By Samuel Wise Bangura
I watched a short video clip yesterday. I saw in that video the First Lady of the Republic of Sierra Leone dancing together with pupils, particularly young girls in the remotest of areas in the provinces.
Before I lurch into my piece, I want my short and short-sighted friends to know that I look at things from a lens with no political focus. I give my view from my understanding of things and the impacts those things have on the broader perspective.
This is my first piece written on the impact of the First Lady’s interface drive with young girls under the “Hands Off Our Girls” Campaign she champions.
There are many women in Sierra Leone worthy of celebration due to their impact in society. For this piece I’m calling-out Fatima Jabbe Bio for her fierce and fearless headways both in politics, governance and in the advancement of girls in the country.
No doubts, other first ladies before her have played their role in contributing to nation building. Apparently, there is a significant difference in the approach, achievements and visibility in an era dominated by men.
It has been a monumental fight for women emancipation and many hands have gone into helping to break the glass ceilings in politics in Sierra Leone.
Many who ventured and tried playing the part Fatima has perfected pulled out of the race because they were slut-shamed. They were intimidated. They were financially broke. Violence kicked them out. Their true self almost got missing because of politics. They could not live their normal life without being called out by critics telling them how to behave in public as women. Their humanity stolen by members of the public!
The First Lady visited schools in the northern region; happily captured in a video dancing to songs and moves initiated by the girls in their uniforms. I bet that’s the first time those girls had the opportunity to meet a personality of such nature.
The girls behaved like they were dancing with their mother. They were comfortable. Smiling faces demonstrating happiness. Thronging the First Lady and as always the security personnel were being protective until they were instructed by Fatima to allow the girls have access and let them enjoy the moments – a moment that will be indelible in the minds of the children and parents.
I can only imagine when they grow up and get to fully understand who they were dancing with in a manner that depicted no formality or power. She was celebrating the power and promise of young girls in the region.
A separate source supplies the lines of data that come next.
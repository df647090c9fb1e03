use std::collections::BTreeMap;

use chrono::Utc;
use serde::{Deserialize, Serialize};

use crate::resource::{Resource, ResourceMetadata};

/// Patch for the mutable metadata fields. `created_by` and
/// `last_scanned_at` are owned by the write path and the scan manager and
/// cannot be patched by callers.
#[derive(Debug, Clone, Default, Serialize, Deserialize)]
pub struct MetadataPatch {
    /// Replace the region.
    #[serde(default, skip_serializing_if = "Option::is_none")]
    pub region: Option<String>,

    /// Replace the environment.
    #[serde(default, skip_serializing_if = "Option::is_none")]
    pub environment: Option<String>,

    /// Replace the cost center.
    #[serde(default, skip_serializing_if = "Option::is_none")]
    pub cost_center: Option<String>,

    /// Replace the full tag map.
    #[serde(default, skip_serializing_if = "Option::is_none")]
    pub tags: Option<BTreeMap<String, String>>,

    /// Replace the IAM payload.
    #[serde(default, skip_serializing_if = "Option::is_none")]
    pub iam: Option<serde_json::Value>,

    /// Replace the custom payload.
    #[serde(default, skip_serializing_if = "Option::is_none")]
    pub custom: Option<serde_json::Value>,
}

/// A partial update to an existing resource. Absent fields are left
/// untouched.
#[derive(Debug, Clone, Default, Serialize, Deserialize)]
pub struct UpdateResourceRequest {
    /// Replace the human-readable name.
    #[serde(default, skip_serializing_if = "Option::is_none")]
    pub name: Option<String>,

    /// Replace the full data payload.
    #[serde(default, skip_serializing_if = "Option::is_none")]
    pub data: Option<serde_json::Map<String, serde_json::Value>>,

    /// Patch metadata fields.
    #[serde(default, skip_serializing_if = "Option::is_none")]
    pub metadata: Option<MetadataPatch>,

    /// Re-parent the resource.
    #[serde(default, skip_serializing_if = "Option::is_none")]
    pub parent_id: Option<String>,

    /// Detach the resource from its parent. Takes precedence over
    /// `parent_id` when both are set.
    #[serde(default)]
    pub clear_parent: bool,
}

impl UpdateResourceRequest {
    /// Whether the request carries no fields at all.
    pub fn is_empty(&self) -> bool {
        self.name.is_none()
            && self.data.is_none()
            && self.metadata.is_none()
            && self.parent_id.is_none()
            && !self.clear_parent
    }
}

/// Apply a metadata patch onto existing metadata. Actor bookkeeping and
/// the scan stamp are untouched.
pub fn apply_metadata_patch(metadata: &mut ResourceMetadata, patch: &MetadataPatch) {
    if let Some(region) = &patch.region {
        metadata.region = Some(region.clone());
    }
    if let Some(environment) = &patch.environment {
        metadata.environment = Some(environment.clone());
    }
    if let Some(cost_center) = &patch.cost_center {
        metadata.cost_center = Some(cost_center.clone());
    }
    if let Some(tags) = &patch.tags {
        metadata.tags.clone_from(tags);
    }
    if let Some(iam) = &patch.iam {
        metadata.iam = Some(iam.clone());
    }
    if let Some(custom) = &patch.custom {
        metadata.custom = Some(custom.clone());
    }
}

/// Apply an update request, returning the new version of the resource.
///
/// `modified_at` is set to now and `modified_by` to the given modifier;
/// `created_at` and `metadata.created_by` are never touched.
#[must_use]
pub fn apply_update(
    resource: &Resource,
    request: &UpdateResourceRequest,
    modifier: &str,
) -> Resource {
    let mut updated = resource.clone();

    if let Some(name) = &request.name {
        updated.name.clone_from(name);
    }
    if let Some(data) = &request.data {
        updated.data.clone_from(data);
    }
    if let Some(patch) = &request.metadata {
        apply_metadata_patch(&mut updated.metadata, patch);
    }
    if request.clear_parent {
        updated.parent_id = None;
    } else if let Some(parent_id) = &request.parent_id {
        updated.parent_id = Some(parent_id.clone());
    }

    updated.metadata.modified_by = modifier.to_owned();
    updated.modified_at = Utc::now();
    updated
}

#[cfg(test)]
mod tests {
    use super::*;
    use crate::diff::diff_resources;
    use crate::provider::CloudProvider;

    fn base() -> Resource {
        let mut data = serde_json::Map::new();
        data.insert("instance_type".into(), "t3.small".into());
        Resource::new("r1", "ec2.instance", CloudProvider::Aws, "web-1", "alice").with_data(data)
    }

    #[test]
    fn empty_update_changes_only_bookkeeping() {
        let r = base();
        let updated = apply_update(&r, &UpdateResourceRequest::default(), "bob");
        assert_eq!(updated.name, r.name);
        assert_eq!(updated.data, r.data);
        assert_eq!(updated.created_at, r.created_at);
        assert_eq!(updated.metadata.created_by, "alice");
        assert_eq!(updated.metadata.modified_by, "bob");
        assert!(updated.modified_at >= r.modified_at);
        // Bookkeeping never shows up in the structural diff.
        assert!(diff_resources(&r, &updated).is_empty());
    }

    #[test]
    fn name_and_data_replace() {
        let r = base();
        let mut data = serde_json::Map::new();
        data.insert("instance_type".into(), "t3.medium".into());
        let request = UpdateResourceRequest {
            name: Some("web-1-renamed".into()),
            data: Some(data),
            ..UpdateResourceRequest::default()
        };
        let updated = apply_update(&r, &request, "bob");
        assert_eq!(updated.name, "web-1-renamed");
        assert_eq!(updated.data["instance_type"], "t3.medium");
    }

    #[test]
    fn metadata_patch_leaves_other_fields() {
        let r = base().with_metadata(
            crate::resource::ResourceMetadata::new("alice")
                .with_region("us-east-1")
                .with_environment("dev"),
        );
        let request = UpdateResourceRequest {
            metadata: Some(MetadataPatch {
                environment: Some("production".into()),
                ..MetadataPatch::default()
            }),
            ..UpdateResourceRequest::default()
        };
        let updated = apply_update(&r, &request, "bob");
        assert_eq!(updated.metadata.region.as_deref(), Some("us-east-1"));
        assert_eq!(updated.metadata.environment.as_deref(), Some("production"));
    }

    #[test]
    fn clear_parent_wins_over_parent_id() {
        let r = base().with_parent("vpc-1");
        let request = UpdateResourceRequest {
            parent_id: Some("vpc-2".into()),
            clear_parent: true,
            ..UpdateResourceRequest::default()
        };
        let updated = apply_update(&r, &request, "bob");
        assert!(updated.parent_id.is_none());
    }

    #[test]
    fn is_empty_detects_field_presence() {
        assert!(UpdateResourceRequest::default().is_empty());
        let request = UpdateResourceRequest {
            name: Some("x".into()),
            ..UpdateResourceRequest::default()
        };
        assert!(!request.is_empty());
    }
}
Those girls are determined to finish school because they believe that their education can unlock doors for their entire family like the First Lady.
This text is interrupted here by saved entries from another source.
#[tokio::test]
async fn s1_create_then_read() {
    let store = store();
    let service = service(&store);

    let created = service
        .create_resource(&ctx(), web_request(), "alice")
        .await
        .unwrap();
    assert_eq!(created.id, "r1");

    let fetched = service.get_resource(&ctx(), "r1").await.unwrap();
    assert_eq!(fetched.resource_type, "ec2.instance");
    assert_eq!(fetched.provider, CloudProvider::Aws);
    assert_eq!(fetched.name, "web-1");
    assert_eq!(fetched.data["instance_type"], "t3.small");
    assert_eq!(fetched.metadata.created_by, "alice");
    assert_eq!(fetched.metadata.modified_by, "alice");
    assert_eq!(fetched.created_at, fetched.modified_at);

    let chain = service.get_change_history(&ctx(), "r1").await.unwrap();
    assert_eq!(chain.len(), 1);
    assert_eq!(chain[0].operation, Operation::Create);
    assert_eq!(chain[0].previous_hash, "");
    assert_eq!(chain[0].actor, "alice");
}

#[tokio::test]
async fn s2_update_diff() {
    let store = store();
    let service = service(&store);
    service
        .create_resource(&ctx(), web_request(), "alice")
        .await
        .unwrap();

    let request = UpdateResourceRequest {
        name: Some("web-1-renamed".into()),
        data: Some(data_map(json!({"instance_type": "t3.medium"}))),
        ..UpdateResourceRequest::default()
    };
    let updated = service
        .update_resource(&ctx(), "r1", request, "bob")
        .await
        .unwrap();

    assert_eq!(updated.name, "web-1-renamed");
    assert_eq!(updated.metadata.modified_by, "bob");
    assert!(updated.modified_at > updated.created_at);

    let chain = service.get_change_history(&ctx(), "r1").await.unwrap();
    assert_eq!(chain.len(), 2);
    let record = &chain[1];
    assert_eq!(record.operation, Operation::Update);
    assert_eq!(record.previous_hash, chain[0].data_hash);

    let name_change = &record.changes["name"];
    assert_eq!(name_change.old, json!("web-1"));
    assert_eq!(name_change.new, json!("web-1-renamed"));
    let type_change = &record.changes["data.instance_type"];
    assert_eq!(type_change.old, json!("t3.small"));
    assert_eq!(type_change.new, json!("t3.medium"));
}

#[tokio::test]
async fn s3_delete_preserves_chain() {
    let store = store();
    let service = service(&store);
    service
        .create_resource(&ctx(), web_request(), "alice")
        .await
        .unwrap();
    service
        .update_resource(
            &ctx(),
            "r1",
            UpdateResourceRequest {
                name: Some("web-1-renamed".into()),
                ..UpdateResourceRequest::default()
            },
            "bob",
        )
        .await
        .unwrap();

    service.delete_resource(&ctx(), "r1", "carol").await.unwrap();

    let err = service.get_resource(&ctx(), "r1").await.unwrap_err();
    assert!(matches!(err, ServiceError::NotFound { id } if id == "r1"));

    let chain = service.get_change_history(&ctx(), "r1").await.unwrap();
    assert_eq!(chain.len(), 3);
    assert_eq!(chain[2].operation, Operation::Delete);
    assert_eq!(chain[2].actor, "carol");
    // The DELETE record carries the final snapshot.
    assert_eq!(chain[2].changes["name"].old, json!("web-1-renamed"));
    assert_eq!(chain[2].changes["name"].new, serde_json::Value::Null);

    let verification = service.verify_chain(&ctx(), "r1").await.unwrap();
    assert!(verification.verified);
    assert_eq!(verification.chain_length, 3);
}

#[tokio::test]
async fn s4_vector_similarity() {
    let store = store();

    for (id, vector) in [
        ("v1", vec![1.0, 0.0, 0.0]),
        ("v2", vec![0.9, 0.1, 0.0]),
        ("v3", vec![0.0, 1.0, 0.0]),
    ] {
        let mut resource =
            Resource::new(id, "ec2.instance", CloudProvider::Aws, id, "alice");
        resource.vector = Some(vector);
        store
            .create_resource(
                &resource,
                NewChange::new(Operation::Create, create_snapshot(&resource), "alice"),
            )
            .await
            .unwrap();
    }

    let hits = store.vector_search(&[1.0, 0.0, 0.0], 0.5, 10).await.unwrap();
    let ids: Vec<&str> = hits.iter().map(|(r, _)| r.id.as_str()).collect();
    assert_eq!(ids, ["v1", "v2"]);
    assert!(hits.iter().all(|(_, similarity)| *similarity > 0.5));

    // Similarity search through the service excludes the source itself.
    let registry = Arc::new(ScannerRegistry::new());
    let search = SearchService::new(
        Arc::clone(&store) as Arc<dyn InventoryStore>,
        Arc::new(ScanManager::new(registry)),
    );
    let similar = search.similarity_search(&ctx(), "v1", 10).await.unwrap();
    let ids: Vec<&str> = similar.iter().map(|hit| hit.resource.id.as_str()).collect();
    assert_eq!(ids, ["v2", "v3"]);
}

#[tokio::test]
async fn s5_concurrent_updates_serialize_into_one_chain() {
    let store = store();
    let service = Arc::new(service(&store));
    service
        .create_resource(&ctx(), web_request(), "alice")
        .await
        .unwrap();

    let mut handles = Vec::new();
    for actor in ["bob", "carol"] {
        let service = Arc::clone(&service);
        handles.push(tokio::spawn(async move {
            service
                .update_resource(
                    &ctx(),
                    "r1",
                    UpdateResourceRequest {
                        name: Some(format!("renamed-by-{actor}")),
                        ..UpdateResourceRequest::default()
                    },
                    actor,
                )
                .await
        }));
    }
    for handle in handles {
        handle.await.unwrap().unwrap();
    }

    let chain = service.get_change_history(&ctx(), "r1").await.unwrap();
    assert_eq!(chain.len(), 3);
    // No forks: the second-committed update chains onto the first.
    assert_eq!(chain[1].previous_hash, chain[0].data_hash);
    assert_eq!(chain[2].previous_hash, chain[1].data_hash);
    assert!(service.verify_chain(&ctx(), "r1").await.unwrap().verified);
}

struct StubScanner {
    provider: &'static str,
    fail: bool,
}

impl Scanner for StubScanner {
    fn name(&self) -> &str {
        self.provider
    }

    async fn validate(&self) -> Result<(), ScanError> {
        Ok(())
    }

    async fn scan(&self, _ctx: &CancellationToken) -> Result<Vec<Resource>, ScanError> {
        if self.fail {
            return Err(ScanError::RateLimited);
        }
        Ok(vec![Resource::new(
            "i-1",
            "aws.ec2.instance",
            CloudProvider::Aws,
            "scanned-web",
            "aws-scanner",
        )])
    }

    async fn get_resource(&self, id: &str) -> Result<Resource, ScanError> {
        Err(ScanError::ServiceError(format!("not supported: {id}")))
    }
}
They are right—and that’s why today, we see a lot of women, women’s groups and the First Lady taking over to campaign against the abuse of women and girls and telling us about herself and shine a light on how important it is to empower girls all around the country.
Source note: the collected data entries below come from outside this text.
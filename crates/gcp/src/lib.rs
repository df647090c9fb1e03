//! GCP provider scanner.
//!
//! Enumerates Cloud Storage buckets into canonical resources using
//! service-account JSON credentials or Application Default Credentials.

pub mod auth;
pub mod config;
pub mod error;
pub mod scanner;

pub use auth::build_gcp_credentials;
pub use config::GcpScannerConfig;
pub use error::{GcpScannerError, classify_gcp_error};
pub use scanner::GcpScanner;
use chrono::{DateTime, Utc};
use serde::{Deserialize, Serialize};

use crate::error::{ValidationError, ValidationReason};
use crate::provider::CloudProvider;

/// A named descriptor for a custom resource type, identified by
/// `(name, provider)` and versioned by `version`.
#[derive(Debug, Clone, PartialEq, Serialize, Deserialize)]
pub struct ResourceSchema {
    /// Schema name, unique per provider.
    pub name: String,

    /// Provider this schema applies to.
    pub provider: CloudProvider,

    /// The resource type tag the schema describes (e.g. `custom.app`).
    #[serde(rename = "type")]
    pub resource_type: String,

    /// Monotonically increasing schema version.
    pub version: u32,

    /// JSON-schema-like mapping: a `required` list and a `properties` map
    /// of `{field: {"type": tag}}` entries.
    pub schema: serde_json::Map<String, serde_json::Value>,

    /// Human description.
    #[serde(default)]
    pub description: String,

    /// When the schema was registered.
    pub created_at: DateTime<Utc>,
}

impl ResourceSchema {
    /// Create a version-1 schema registered now.
    #[must_use]
    pub fn new(
        name: impl Into<String>,
        provider: CloudProvider,
        resource_type: impl Into<String>,
        schema: serde_json::Map<String, serde_json::Value>,
    ) -> Self {
        Self {
            name: name.into(),
            provider,
            resource_type: resource_type.into(),
            version: 1,
            schema,
            description: String::new(),
            created_at: Utc::now(),
        }
    }

    /// Set the description.
    #[must_use]
    pub fn with_description(mut self, description: impl Into<String>) -> Self {
        self.description = description.into();
        self
    }

    /// Set the version.
    #[must_use]
    pub fn with_version(mut self, version: u32) -> Self {
        self.version = version;
        self
    }
}

/// Validate a data payload against a schema mapping.
///
/// Shallow validation only: the `required` list must be satisfied and each
/// key listed under `properties` with a `type` tag must match the JSON type
/// of the corresponding value (`string`, `number`, `integer`, `boolean`,
/// `object`, `array`). Keys not mentioned by the schema pass through.
pub fn validate_data(
    schema: &serde_json::Map<String, serde_json::Value>,
    data: &serde_json::Map<String, serde_json::Value>,
) -> Result<(), ValidationError> {
    if let Some(required) = schema.get("required").and_then(|v| v.as_array()) {
        for entry in required {
            if let Some(field) = entry.as_str() {
                if !data.contains_key(field) {
                    return Err(ValidationError::empty(format!("data.{field}")));
                }
            }
        }
    }

    if let Some(properties) = schema.get("properties").and_then(|v| v.as_object()) {
        for (field, descriptor) in properties {
            let Some(expected) = descriptor.get("type").and_then(|v| v.as_str()) else {
                continue;
            };
            let Some(value) = data.get(field) else {
                continue;
            };
            if !type_matches(expected, value) {
                return Err(ValidationError::new(
                    format!("data.{field}"),
                    ValidationReason::WrongType {
                        expected: type_tag(expected),
                    },
                ));
            }
        }
    }

    Ok(())
}

fn type_matches(expected: &str, value: &serde_json::Value) -> bool {
    match expected {
        "string" => value.is_string(),
        "number" => value.is_number(),
        "integer" => value.is_i64() || value.is_u64(),
        "boolean" => value.is_boolean(),
        "object" => value.is_object(),
        "array" => value.is_array(),
        // Unknown type tags do not constrain the value.
        _ => true,
    }
}

fn type_tag(expected: &str) -> &'static str {
    match expected {
        "string" => "string",
        "number" => "number",
        "integer" => "integer",
        "boolean" => "boolean",
        "object" => "object",
        "array" => "array",
        _ => "any",
    }
}
/// Whether a resource satisfies every filter predicate (same semantics as
/// the store's structural filters).
fn matches_filters(resource: &Resource, filters: &BTreeMap<String, String>) -> bool {
    filters.iter().all(|(key, value)| match key.as_str() {
        "region" => resource.metadata.region.as_deref() == Some(value),
        "environment" => resource.metadata.environment.as_deref() == Some(value),
        "cost_center" => resource.metadata.cost_center.as_deref() == Some(value),
        _ => key
            .strip_prefix("tag:")
            .is_some_and(|tag| resource.metadata.tags.get(tag) == Some(value)),
    })
}

/// Recursively collect every string value inside a data payload together
/// with its dotted path.
fn collect_string_values(
    prefix: &str,
    map: &serde_json::Map<String, serde_json::Value>,
    out: &mut Vec<(String, String)>,
) {
    for (key, value) in map {
        collect_from_value(&format!("{prefix}.{key}"), value, out);
    }
}

fn collect_from_value(path: &str, value: &serde_json::Value, out: &mut Vec<(String, String)>) {
    match value {
        serde_json::Value::String(s) => out.push((path.to_owned(), s.clone())),
        serde_json::Value::Object(map) => collect_string_values(path, map, out),
        serde_json::Value::Array(items) => {
            for (index, item) in items.iter().enumerate() {
                collect_from_value(&format!("{path}[{index}]"), item, out);
            }
        }
        _ => {}
    }
}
Fatima Bio’s interface with young girls has remarkable impacts in their lives, not only to let them understand their rights and mitigate sexual and gender based violence against, but broaden their horizon to dream a little bigger. I’m sure if we talk to those girls now about their future and who or what they would want to be – majority would tell us that they would want to be like Fatima Bio.
What does that tell us? Where does that put us as a nation struggling to break the barriers of women and girls’ emancipation?
That tells us we are getting a determined generation of women in the future who would stop at nothing – no intimidation, slut-shame, violence or financial incapacity to achieving or reaching the heights they’ve set for themselves. Evidently, it breaks the chain of male domination in Sierra Leone and politics. It tells us gender does not make one more qualify over the other. It tells us, the men would have strong and competent contenders for space in governance, politics and other sectors that they have been polluting with their dominance.
I hope other women will take the time to learn more about these incredible young girls and support them. Every bit of support makes a difference—not just on the “Hands Off Our Girls” Campaign but all year long. This is to make sure that every girl around the country could fulfill her boundless potential. There should be no barriers, especially during this critical time. The First Lady told the girls that she truly believes that the future of our country is only as bright as our girls.